Currier and Ives editorial cartoon depicting conscription of Southern citizens. (Library of Congress)

October 5, 1862 – October 18, 1862

By Phil Kohn
Phil Kohn can be reached at USCW160@yahoo.com.

On October 5, 1862, Maj. Gen. Earl Van Dorn’s Confederates, compelled to withdraw from the fighting at Corinth, are caught between Rosecrans’s pursuing forces and troops coming from Tennessee, led by Maj. Gen. E.O.C. Ord. Van Dorn’s men fight their way out and safely reach Holly Springs, Mississippi. Without a shot being fired, a U.S. Navy force seizes Galveston, Texas. Corpus Christi and Indianola fall shortly after. In Kentucky, Gen.
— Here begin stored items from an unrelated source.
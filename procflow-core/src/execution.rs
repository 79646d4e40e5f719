//! The execution tree — the mutable runtime state of one process instance.
//!
//! Executions form an arena keyed by id with parent/child links expressed as
//! id references. The whole tree plus variable scopes lives in one
//! [`InstanceState`] value, which a command deep-clones as its transactional
//! snapshot and writes back wholesale on commit.

use chrono::{DateTime, Utc};
use serde::{Deserialize, Serialize};
use serde_json::Value;
use std::collections::BTreeMap;
use uuid::Uuid;

use crate::definition::NodeId;

/// One token of control through the process graph.
#[derive(Clone, Debug, Serialize, Deserialize)]
pub struct Execution {
    pub id: Uuid,
    pub process_instance_id: Uuid,
    /// `None` for the root execution.
    pub parent_id: Option<Uuid>,
    /// Node the execution is at; `None` mid-transition or for an inner
    /// execution whose children carry the tokens.
    pub current_node_id: Option<NodeId>,
    pub is_active: bool,
    /// Owns its own variable frame.
    pub is_scope: bool,
    /// Sibling of a parallel fork.
    pub is_concurrent: bool,
}

/// A single variable in a scope frame. Names are unique per scope.
#[derive(Clone, Debug, PartialEq, Serialize, Deserialize)]
pub struct Variable {
    pub name: String,
    pub value: Value,
    pub revision: u32,
}

#[derive(Clone, Debug, PartialEq, Eq, Serialize, Deserialize)]
pub enum InstanceStatus {
    Running,
    Completed,
    Terminated,
}

impl InstanceStatus {
    pub fn is_ended(&self) -> bool {
        !matches!(self, InstanceStatus::Running)
    }
}

/// Full mutable state of one process instance.
#[derive(Clone, Debug, Serialize, Deserialize)]
pub struct InstanceState {
    pub instance_id: Uuid,
    pub definition_key: String,
    pub definition_version: [u8; 32],
    pub status: InstanceStatus,
    pub executions: BTreeMap<Uuid, Execution>,
    /// Variable frames keyed by owning scope execution.
    pub variables: BTreeMap<Uuid, BTreeMap<String, Variable>>,
    root_execution_id: Uuid,
    pub created_at: DateTime<Utc>,
}

impl InstanceState {
    /// Create a fresh instance with its root execution (a scope, active, not
    /// yet positioned at a node).
    pub fn new(definition_key: String, definition_version: [u8; 32]) -> Self {
        let instance_id = Uuid::now_v7();
        let root_id = Uuid::now_v7();
        let root = Execution {
            id: root_id,
            process_instance_id: instance_id,
            parent_id: None,
            current_node_id: None,
            is_active: true,
            is_scope: true,
            is_concurrent: false,
        };
        Self {
            instance_id,
            definition_key,
            definition_version,
            status: InstanceStatus::Running,
            executions: BTreeMap::from([(root_id, root)]),
            variables: BTreeMap::new(),
            root_execution_id: root_id,
            created_at: Utc::now(),
        }
    }

    pub fn root_execution_id(&self) -> Uuid {
        self.root_execution_id
    }

    pub fn execution(&self, id: Uuid) -> Option<&Execution> {
        self.executions.get(&id)
    }

    pub fn execution_mut(&mut self, id: Uuid) -> Option<&mut Execution> {
        self.executions.get_mut(&id)
    }

    pub fn children_of(&self, parent: Uuid) -> Vec<&Execution> {
        self.executions
            .values()
            .filter(|e| e.parent_id == Some(parent))
            .collect()
    }

    /// Spawn a concurrent child under `parent`. The child shares the parent
    /// scope (`is_scope = false`) so sibling branches see the same variables.
    pub fn spawn_concurrent_child(&mut self, parent: Uuid, at_node: NodeId) -> Uuid {
        let id = Uuid::now_v7();
        let child = Execution {
            id,
            process_instance_id: self.instance_id,
            parent_id: Some(parent),
            current_node_id: Some(at_node),
            is_active: true,
            is_scope: false,
            is_concurrent: true,
        };
        self.executions.insert(id, child);
        id
    }

    /// Remove an execution and its variable frame. Descendants are the
    /// caller's responsibility.
    pub fn remove_execution(&mut self, id: Uuid) {
        self.executions.remove(&id);
        self.variables.remove(&id);
    }

    /// Remove an execution together with every descendant.
    pub fn remove_subtree(&mut self, id: Uuid) {
        let children: Vec<Uuid> = self.children_of(id).iter().map(|e| e.id).collect();
        for child in children {
            self.remove_subtree(child);
        }
        self.remove_execution(id);
    }

    /// Active leaf executions — the parked tokens a wait state consists of.
    pub fn active_leaves(&self) -> Vec<&Execution> {
        self.executions
            .values()
            .filter(|e| e.is_active && self.children_of(e.id).is_empty())
            .collect()
    }

    // ── Variable scoping ──

    /// Nearest enclosing scope execution of `execution` (itself included).
    pub fn nearest_scope(&self, execution: Uuid) -> Option<Uuid> {
        let mut cursor = self.execution(execution)?;
        loop {
            if cursor.is_scope {
                return Some(cursor.id);
            }
            cursor = self.execution(cursor.parent_id?)?;
        }
    }

    /// Walk from `execution` up the ancestor chain to the nearest scope
    /// owning `name`.
    fn owning_scope(&self, execution: Uuid, name: &str) -> Option<Uuid> {
        let mut cursor = self.execution(execution)?;
        loop {
            if cursor.is_scope {
                if let Some(frame) = self.variables.get(&cursor.id) {
                    if frame.contains_key(name) {
                        return Some(cursor.id);
                    }
                }
            }
            cursor = self.execution(cursor.parent_id?)?;
        }
    }

    pub fn get_variable(&self, execution: Uuid, name: &str) -> Option<&Value> {
        let scope = self.owning_scope(execution, name)?;
        self.variables.get(&scope)?.get(name).map(|v| &v.value)
    }

    /// Write targets the nearest existing owner; if no ancestor owns the
    /// name, the variable is created in the execution's nearest scope.
    /// Returns the owning scope and the revision written.
    pub fn set_variable(&mut self, execution: Uuid, name: &str, value: Value) -> (Uuid, u32) {
        let scope = self
            .owning_scope(execution, name)
            .or_else(|| self.nearest_scope(execution))
            .unwrap_or(self.root_execution_id);
        let frame = self.variables.entry(scope).or_default();
        match frame.get_mut(name) {
            Some(var) => {
                var.value = value;
                var.revision += 1;
                (scope, var.revision)
            }
            None => {
                frame.insert(
                    name.to_string(),
                    Variable {
                        name: name.to_string(),
                        value,
                        revision: 0,
                    },
                );
                (scope, 0)
            }
        }
    }

    /// Every variable visible from `execution`, inner scopes shadowing
    /// outer ones.
    pub fn visible_variables(&self, execution: Uuid) -> BTreeMap<String, Value> {
        let mut chain = Vec::new();
        let mut cursor = self.execution(execution);
        while let Some(exec) = cursor {
            if exec.is_scope {
                chain.push(exec.id);
            }
            cursor = exec.parent_id.and_then(|p| self.execution(p));
        }
        // Outermost first so inner frames overwrite.
        let mut out = BTreeMap::new();
        for scope in chain.into_iter().rev() {
            if let Some(frame) = self.variables.get(&scope) {
                for (name, var) in frame {
                    out.insert(name.clone(), var.value.clone());
                }
            }
        }
        out
    }
}

#[cfg(test)]
mod tests {
    use super::*;
    use serde_json::json;

    fn state() -> InstanceState {
        InstanceState::new("order".into(), [0u8; 32])
    }

    #[test]
    fn root_execution_is_an_active_scope() {
        let s = state();
        let root = s.execution(s.root_execution_id()).unwrap();
        assert!(root.is_active);
        assert!(root.is_scope);
        assert!(!root.is_concurrent);
        assert!(root.parent_id.is_none());
    }

    #[test]
    fn concurrent_children_share_the_parent_frame() {
        let mut s = state();
        let root = s.root_execution_id();
        s.set_variable(root, "total", json!(100));

        let a = s.spawn_concurrent_child(root, "branch-a".into());
        let b = s.spawn_concurrent_child(root, "branch-b".into());

        // Both branches read the root frame.
        assert_eq!(s.get_variable(a, "total"), Some(&json!(100)));
        assert_eq!(s.get_variable(b, "total"), Some(&json!(100)));

        // A write from one branch to an existing name lands in the root
        // frame and is visible to the sibling.
        s.set_variable(a, "total", json!(150));
        assert_eq!(s.get_variable(b, "total"), Some(&json!(150)));

        // A brand-new name also lands in the nearest scope, which for a
        // non-scope child is the root.
        s.set_variable(b, "note", json!("hi"));
        assert_eq!(s.get_variable(a, "note"), Some(&json!("hi")));
    }

    #[test]
    fn revisions_bump_on_every_overwrite() {
        let mut s = state();
        let root = s.root_execution_id();
        s.set_variable(root, "n", json!(1));
        s.set_variable(root, "n", json!(2));
        s.set_variable(root, "n", json!(3));
        let var = &s.variables[&root]["n"];
        assert_eq!(var.revision, 2);
        assert_eq!(var.value, json!(3));
    }

    #[test]
    fn remove_subtree_drops_descendants_and_frames() {
        let mut s = state();
        let root = s.root_execution_id();
        let a = s.spawn_concurrent_child(root, "a".into());
        let aa = s.spawn_concurrent_child(a, "aa".into());
        assert_eq!(s.executions.len(), 3);

        s.remove_subtree(a);
        assert_eq!(s.executions.len(), 1);
        assert!(s.execution(aa).is_none());
    }

    #[test]
    fn active_leaves_skip_inner_executions() {
        let mut s = state();
        let root = s.root_execution_id();
        let a = s.spawn_concurrent_child(root, "a".into());
        let b = s.spawn_concurrent_child(root, "b".into());

        let leaves: Vec<Uuid> = s.active_leaves().iter().map(|e| e.id).collect();
        assert!(leaves.contains(&a));
        assert!(leaves.contains(&b));
        assert!(!leaves.contains(&root));
    }
}
use crate::command::CommandContext;
use crate::config::EngineConfig;
use crate::definition::{EdgeId, NodeId, NodeKind};
use crate::error::{BehaviorError, EngineError, Result};
use crate::events::RuntimeEvent;
use crate::execution::InstanceStatus;
use crate::job::{Job, JobKind, JobOp};
use crate::listener::{
    ExecutionInfo, HandlerRegistry, ListenerEvent, ListenerRegistry, ScopeVars,
};

/// Atomic graph-traversal operations, drained FIFO.
#[derive(Clone, Debug)]
pub enum Operation {
    /// Enter a node and run its behavior.
    ExecuteNode { execution: Uuid, node: NodeId },
    /// Resume a deferred behavior (async continuation job firing). Start
    /// listeners already fired when the execution first entered the node.
    ContinueNode { execution: Uuid, node: NodeId },
    /// Fire end listeners and move on through the node's outgoing flow.
    LeaveNode { execution: Uuid, node: NodeId },
    /// Cross one sequence flow.
    TakeTransition { execution: Uuid, edge: EdgeId },
    /// Parallel split: one concurrent child per outgoing flow.
    Fork { execution: Uuid, node: NodeId },
    /// Parallel join arrival; releases once the activation is complete.
    Join { execution: Uuid, node: NodeId },
    /// Deactivate a leaf and propagate the end up the tree.
    EndExecution { execution: Uuid },
}

pub struct Interpreter<'a> {
    listeners: &'a ListenerRegistry,
    handlers: &'a HandlerRegistry,
    config: &'a EngineConfig,
}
Braxton Bragg determines that Buell’s main Union force is headed toward Perryville, so he begins moving his troops there.

President Lincoln, frustrated by the lack of movement by the Army of the Potomac, which he characterizes as “General McClellan’s bodyguard,” on October 6 sends instructions to McClellan: “Cross the Potomac and give battle to the enemy or drive him south. Your army must move now while the roads are good.”
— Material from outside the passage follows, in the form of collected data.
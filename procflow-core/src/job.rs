//! Durable deferred work: timers, asynchronous continuations, retried steps.
//!
//! A job references an execution by id but the two lifecycles are
//! independent — the execution may end before the job fires, in which case
//! job execution detects staleness and no-ops.

use chrono::{DateTime, Duration, Utc};
use serde::{Deserialize, Serialize};
use uuid::Uuid;

use crate::definition::{NodeId, RepeatSpec};

#[derive(Clone, Debug, PartialEq, Serialize, Deserialize)]
pub enum JobKind {
    /// Fires when due, then continues past the timer node. A repeat spec
    /// keeps the job alive across fires.
    Timer { repeat: Option<RepeatSpec> },
    /// Runs a deferred node behavior (asynchronous service task).
    AsyncContinuation,
    /// A step re-queued by the retry machinery after a failure.
    Retry,
}

/// One row of the durable job table.
#[derive(Clone, Debug, Serialize, Deserialize)]
pub struct Job {
    pub id: Uuid,
    pub kind: JobKind,
    pub process_instance_id: Uuid,
    pub execution_id: Uuid,
    /// Node the referenced execution must still be parked at.
    pub node_id: NodeId,
    pub due_at: DateTime<Utc>,
    pub lock_owner: Option<String>,
    pub lock_expires_at: Option<DateTime<Utc>>,
    pub retries_remaining: u32,
    pub exception: Option<String>,
    pub created_at: DateTime<Utc>,
}

impl Job {
    pub fn new(
        kind: JobKind,
        process_instance_id: Uuid,
        execution_id: Uuid,
        node_id: NodeId,
        due_at: DateTime<Utc>,
        retries: u32,
    ) -> Self {
        Self {
            id: Uuid::now_v7(),
            kind,
            process_instance_id,
            execution_id,
            node_id,
            due_at,
            lock_owner: None,
            lock_expires_at: None,
            retries_remaining: retries,
            exception: None,
            created_at: Utc::now(),
        }
    }

    /// Retries exhausted with a recorded failure — terminal until an
    /// operator intervenes.
    pub fn is_deadlettered(&self) -> bool {
        self.retries_remaining == 0 && self.exception.is_some()
    }

    /// Eligible for acquisition at `now`: due, not dead-lettered, and either
    /// unlocked or held under an expired lock (crash reclamation).
    pub fn is_acquirable(&self, now: DateTime<Utc>) -> bool {
        if self.is_deadlettered() || self.due_at > now {
            return false;
        }
        match (self.lock_owner.as_ref(), self.lock_expires_at) {
            (None, _) => true,
            (Some(_), Some(expiry)) => expiry <= now,
            // A lock without an expiry should not exist; treat as held.
            (Some(_), None) => false,
        }
    }

    /// Next due date for a repeating timer that just fired, and whether the
    /// job survives. `None` means the cycle is exhausted and the job is
    /// deleted like a plain timer.
    pub fn next_repeat(&self) -> Option<Job> {
        let JobKind::Timer {
            repeat: Some(spec),
        } = &self.kind
        else {
            return None;
        };
        let remaining = match spec.remaining {
            Some(0) => return None,
            Some(n) => Some(n - 1),
            None => None,
        };
        if remaining == Some(0) {
            return None;
        }
        let mut next = self.clone();
        next.kind = JobKind::Timer {
            repeat: Some(RepeatSpec {
                interval_ms: spec.interval_ms,
                remaining,
            }),
        };
        next.due_at = Utc::now() + Duration::milliseconds(spec.interval_ms as i64);
        next.lock_owner = None;
        next.lock_expires_at = None;
        next.exception = None;
        Some(next)
    }
}

/// Exponential backoff for a failed job: `base * 2^attempts_used`, where
/// attempts_used is derived from the configured retry budget.
pub fn backoff(base_ms: u64, configured_retries: u32, retries_remaining: u32) -> Duration {
    let attempts_used = configured_retries.saturating_sub(retries_remaining);
    let factor = 2u64.saturating_pow(attempts_used.min(16));
    Duration::milliseconds(base_ms.saturating_mul(factor) as i64)
}

/// A job-table mutation recorded by a command and applied atomically with
/// the execution-tree commit.
#[derive(Clone, Debug)]
pub enum JobOp {
    Create(Job),
    /// Replace a row (repeating timer recomputing its due date).
    Update(Job),
    Delete(Uuid),
    /// Cancellation sweep for a terminated instance.
    DeleteForInstance(Uuid),
}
In Clay County, Missouri, on October 7, the first U.S. black units authorized to fight — the 1st and 2nd Kansas Colored Troops — clash with Confederate guerrillas.

On October 8, 55,000 U.S. troops under Maj. Gen. Don Carlos Buell march on Perryville, Kentucky. Only about a third of his force, some 13,000 soldiers of Maj. Gen. Alexander McCook’s corps, encounters about 16,000 (also roughly one third) of Braxton Bragg’s Confederates and fighting erupts. The Southerners come close to winning, but suffer heavy casualties and, in the face of overall superior Union numbers, withdraw southeastward during the night. In Florida, a large Confederate force returns to St. John’s Bluff and ousts the Union garrison there, forcing the abandonment of Jacksonville by Federal troops.

In the East on October 9, Confederate Maj. Gen. “Jeb” Stuart crosses Federal lines and leads 1,800 cavalrymen on four days of raids that once again circle the U.S. Army of the Potomac (still in Maryland after the Battle of Antietam). Stuart ranges as far as Chambersburg and Cashtown, in Pennsylvania, capturing livestock and supplies and destroying railroad trains before heading back into Virginia.

Maj. Gen. John Magruder — the hero of the siege of Yorktown during McClellan’s Peninsula Campaign — on October 10 takes over as Confederate commander in Texas, with headquarters at Houston, replacing Brig. Gen. Paul Hébert.

On October 11, Bragg’s Confederates begin withdrawing from Kentucky towards Chattanooga via the Cumberland Gap. Although Bragg fails to capture the Bluegrass State, the Southerners end up with improved positions overall in Tennessee. In Richmond, the Confederate Congress passes a bill, signed into law by President Davis, that amends the military draft law. Under the new regulation, anyone owning 20 or more slaves is exempt from service in the Confederate army. The amendment ignites much controversy, heightening a sense of class separation across the Confederacy, with some beginning to consider that the ongoing conflict has become “a rich man’s war, but a poor man’s fight.”

Pennsylvania-born Lt. Gen. John Pemberton assumes command of the Confederate Department of Mississippi and East Louisiana on October 14, 1862, with the prime responsibility of defending Vicksburg, on the Mississippi River.

Confederate guerrilla William Clarke Quantrill leads a raid on Shawnee Town, Kansas, on October 17. Citizens are corralled into the town square: two are killed, and thirteen wounded. Most of the town is looted, then burned to the ground.

On October 18, 1,500 Confederate mounted troopers under Col. John Hunt Morgan rout Federal cavalry near Lexington, Kentucky, capturing over 125 prisoners.